View in Photo Gallery
Just think: It all started with the wrong piece of fruit.
The earth was days old, and humans were already eating things they
weren’t supposed to. It didn’t please God then, and religious leaders
think it doesn’t now, either.
“The Adam and Eve story says eating is a religious act that has
something to do with our relationship with God,” says Ellen Davis, a
professor of biblical studies and practical theology at Duke Divinity
School in Durham, N.C. “This story says there are limits. There’s only
one rule and the humans violate it. The outcome of their act is the
cursing of the soil.”
How we eat is directly tied to God’s command that we be good stewards
of creation, say a growing number of theologians. The United Methodist
Church warns against the misuse of resources in the production and
consumption of food, and some congregations are establishing community
gardens and avoiding processed food at church suppers.
But there is a long way to go to reach the divine ideal, advocates
say.
“The first human being, Adam, comes from the earth; his job is to
take care of the garden,” says Norman Wirzba, who teaches classes on
caring for creation at Duke Divinity School. “It’s not as if farming or
gardening is somehow tangential to what it is to be a human being.”
Environmental value menu
Ever consider how a cheeseburger could cost less than a dollar?
The demand for inexpensive and convenient food – and lots of it – has
intersected with a shifting agricultural model that reaps massive
profits while engaging in practices that pollute the air, water and
soil, and consume rapidly shrinking resources. Animals are kept in
unsanitary, inhumane conditions and injected with chemicals that promote
rapid growth in a shorter period. The same industry often exploits its
workers by paying unfair labor wages.
“I like to say when we sit down to a meal of fast food, perhaps our
prayer should be more one of confession,” says the Rev. Grace Hackney,
pastor of Cedar Grove United Methodist Church in North Carolina.
Norman Wirzba, Research Professor of Theology, Ecology and Rural Life,
Duke Divinity School.
View in Photo Gallery
Wirzba has seen the “cursing of the soil” firsthand.
He grew up working on his grandfather’s farm in Alberta, Canada.
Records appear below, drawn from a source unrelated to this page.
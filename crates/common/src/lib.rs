pub mod config;
pub mod errors;
pub mod logger;
pub mod models;
pub mod notifier;

pub use errors::{ConfigError, ExchangeError, TradeError};
pub use notifier::Notifier;
pub mod signal_classifier;
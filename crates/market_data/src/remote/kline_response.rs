use common::ExchangeError;
use common::models::Candle;
use serde::Deserialize;

use crate::traits::RemoteResponse;

/// One row of `/fapi/v1/klines`:
/// `[openTime, open, high, low, close, volume, closeTime, quoteVolume, trades, takerBase, takerQuote, ignore]`
#[derive(Debug, Deserialize)]
pub struct KlineRow(
    pub i64,
    pub String,
    pub String,
    pub String,
    pub String,
    pub String,
    pub i64,
    pub String,
    pub i64,
    pub String,
    pub String,
    pub String,
);

impl RemoteResponse<Candle> for KlineRow {
    fn to_model(&self) -> Result<Candle, ExchangeError> {
        Ok(Candle {
            open_time: self.0,
            open: Self::parse_field("open", &self.1)?,
            high: Self::parse_field("high", &self.2)?,
            low: Self::parse_field("low", &self.3)?,
            close: Self::parse_field("close", &self.4)?,
            volume: Self::parse_field("volume", &self.5)?,
        })
    }
}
His
grandfather had always used traditional practices, but when he opened a
small cattle feedlot, it became obvious to Wirzba how even small-scale
industrial farming was destructive. In order to fatten the cattle up for
sale, they were taken off pastures and put in confinement, where they
were fed only specific grains. Growing those grains required the use of
pesticides, more acreage and more machinery.
“This model cannot be sustained,” Wirzba says. “Good farming, like my
grandfather did, has at its core the care of animals and the land as
its first priority.”
Scripture points to a different way, Wirzba says.
“If we eat in ways that honor God’s creation, we will have healthier
lands, cleaner water, more contented and happy animals, and our health
will be better too.”
The United Methodist Book of Resolutions urges members to “analyze
their consumption patterns and seek to live a simple and less
resource-dependent life.” It also advocates for responsible land use.
The enormity of the challenge should not discourage congregations
from taking important steps from encouraging their members to adapt
healthier lifestyles to sponsoring farmer’s markets.
“We don’t have to do it on a large scale,” Hackney says. “It may be
as simple as fixing healthier food at your potlucks.”
Or starting a community garden.
Tending the garden
Cedar Grove Church runs Anathoth Community Garden, a 5-acre plot of
land where all the farm work is done by hand, and members share the
harvest. Membership in the garden is only $5, but members are expected
to work in the garden a few hours a week.
The Rev. Grace Hackney, pastor of Cedar Grove United Methodist Church,
was one of the driving forces behind opening Anathoth Community Garden.
View in Photo Gallery
“We wanted the garden to be accessible to anyone in the community,”
Hackney says. “Unlike a typical community supported agriculture program,
where they do all the work and bundle up boxes to give to people, we
divide up whatever is being harvested each day between whoever is
working there.”
The garden’s original mission statement came from the prophet
Jeremiah, who was called by God during time of war to plant gardens to
“seek the peace of the place” he had been sent and to eat the food that
was produced. Anathoth was the name of the field that Jeremiah was
called to purchase.
Hackney feels a special call to care for the land.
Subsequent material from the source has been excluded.